Alle Aussagen zusammengenommen ist der Krawall von einer kleinen Gruppe ausgegangen, die sich auch während des Konzerts vor dem Freizeitheim aufgehalten hatte. Die, so die Beobachtungen, hätten die Polizisten, die zuerst gekommen seien, schon am Eingang abgefangen, sie hätten die Reifen des Polizeiwagens zerstochen, aus dieser Gruppe seien die ersten Barrikadenbauer gekommen. Und als klar war, daß es keine Ordnungsmacht mehr gab, da gab es kein Halten mehr.
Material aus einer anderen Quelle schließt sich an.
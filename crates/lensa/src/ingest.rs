// SPDX-License-Identifier: AGPL-3.0-only
// Copyright (C) 2024 Jonathan Lee
// This program is free software: you can redistribute it and/or modify
// it under the terms of the GNU Affero General Public License version 3
// as published by the Free Software Foundation.
// This program is distributed in the hope that it will be useful,
// but WITHOUT ANY WARRANTY; without even the implied warranty of
// MERCHANTABILITY or FITNESS FOR A PARTICULAR PURPOSE.
// See the GNU Affero General Public License for more details.
// You should have received a copy of the GNU Affero General Public License
// along with this program. If not, see https://www.gnu.org/licenses/.

//! Loading record arrays from the shapes data portals hand out.

use crate::error::{DataError, DataResult, LensaError, Result};
use crate::record::{Record, Value};
use std::fs::File;
use std::io::Read;
use std::path::Path;

pub fn records_from_json_value(value: serde_json::Value) -> DataResult<Vec<Record>> {
    let items = match value {
        serde_json::Value::Array(items) => items,
        other => {
            return Err(DataError::NotAnArray {
                found: json_kind(&other).to_string(),
            })
        }
    };
    items
        .into_iter()
        .enumerate()
        .map(|(index, item)| match item {
            serde_json::Value::Object(map) => Ok(map
                .into_iter()
                .map(|(key, value)| (key, Value::from(value)))
                .collect()),
            _ => Err(DataError::InvalidRecord { index }),
        })
        .collect()
}

pub fn records_from_json_str(input: &str) -> Result<Vec<Record>> {
    let value: serde_json::Value = serde_json::from_str(input)?;
    Ok(records_from_json_value(value)?)
}

/// Accepts a CKAN `datastore_search` response, `{ "result": { "records": [...] } }`.
pub fn records_from_datastore_response(input: &str) -> Result<Vec<Record>> {
    let mut value: serde_json::Value = serde_json::from_str(input)?;
    let records = value
        .get_mut("result")
        .and_then(|result| result.get_mut("records"))
        .map(serde_json::Value::take)
        .ok_or(DataError::MissingDatastoreRecords)?;
    Ok(records_from_json_value(records)?)
}

/// Reads CSV with a header row. Every cell becomes a text value.
pub fn records_from_csv_reader<R: Read>(reader: R) -> Result<Vec<Record>> {
    let mut rdr = csv::ReaderBuilder::new().flexible(true).from_reader(reader);
    let headers = rdr.headers()?.clone();
    let mut records = Vec::new();
    for row in rdr.records() {
        let row = row?;
        let record: Record = headers
            .iter()
            .zip(row.iter())
            .map(|(header, field)| (header.to_string(), Value::from(field)))
            .collect();
        records.push(record);
    }
    tracing::debug!(rows = records.len(), columns = headers.len(), "parsed CSV input");
    Ok(records)
}

/// Loads records from a `.json` (plain array or datastore envelope) or `.csv` file.
pub fn records_from_path<P: AsRef<Path>>(path: P) -> Result<Vec<Record>> {
    let path = path.as_ref();
    let extension = path
        .extension()
        .and_then(|ext| ext.to_str())
        .map(str::to_ascii_lowercase)
        .unwrap_or_default();
    match extension.as_str() {
        "csv" => records_from_csv_reader(File::open(path)?),
        "json" => {
            let input = std::fs::read_to_string(path)?;
            match records_from_json_str(&input) {
                Err(LensaError::Data(DataError::NotAnArray { .. })) => {
                    records_from_datastore_response(&input)
                }
                other => other,
            }
        }
        _ => Err(DataError::UnsupportedFormat {
            format: path.display().to_string(),
        }
        .into()),
    }
}

fn json_kind(value: &serde_json::Value) -> &'static str {
    match value {
        serde_json::Value::Null => "null",
        serde_json::Value::Bool(_) => "boolean",
        serde_json::Value::Number(_) => "number",
        serde_json::Value::String(_) => "string",
        serde_json::Value::Array(_) => "array",
        serde_json::Value::Object(_) => "object",
    }
}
Daß die Polizei gekommen war, davon hatten die Veranstalterinnen im Jugendfreizeitheim gar nichts mitbekommen. Die Konzerte werden von einer Gruppe aus dem Jugendfreizeitheim eigenständig gemanagt. Seit Oktober finden Konzerte statt, zweimal war die Polizei wegen ruhestörenden Lärms aufgetaucht, kein Problem, dann sei eben die Musik leiser gedreht worden, erzählte ein Betreuer der Konzertgruppe. Nicht im Traum haben alle Beteiligten gedacht, daß es zu derartigen Ausschreitungen kommen könnte. Joachim Kuhlmann, Leiter des Jugendfreizeitheims: „Wir hätten das nicht für möglich gehalten.“

Am vergangenen Freitag war die Veranstaltergruppe ausnahmslos im Saal, draußen war niemand postiert. Entsprechend überrascht waren die OrganisatorInnen, als ihnen zu Ohren kam, was draußen los war. Sie brachen das Konzert ab und ließen den Saal räumen. „Mehr konnte man zu dem Zeitpunkt nicht machen“, sagte Herbert Wiedermann. Diese Hilflosigkeit soll es in Zukunft nicht mehr geben. Bei allen kommenden Konzerten wird es draußen Aufpasser geben, um mögliche Konflikte rechtzeitig deeskalieren zu können. Aber bis es wieder Punk-Konzerte in der Friesenstraße geben wird, das kann dauern. Die nächsten Termine sind abgesagt. J.G.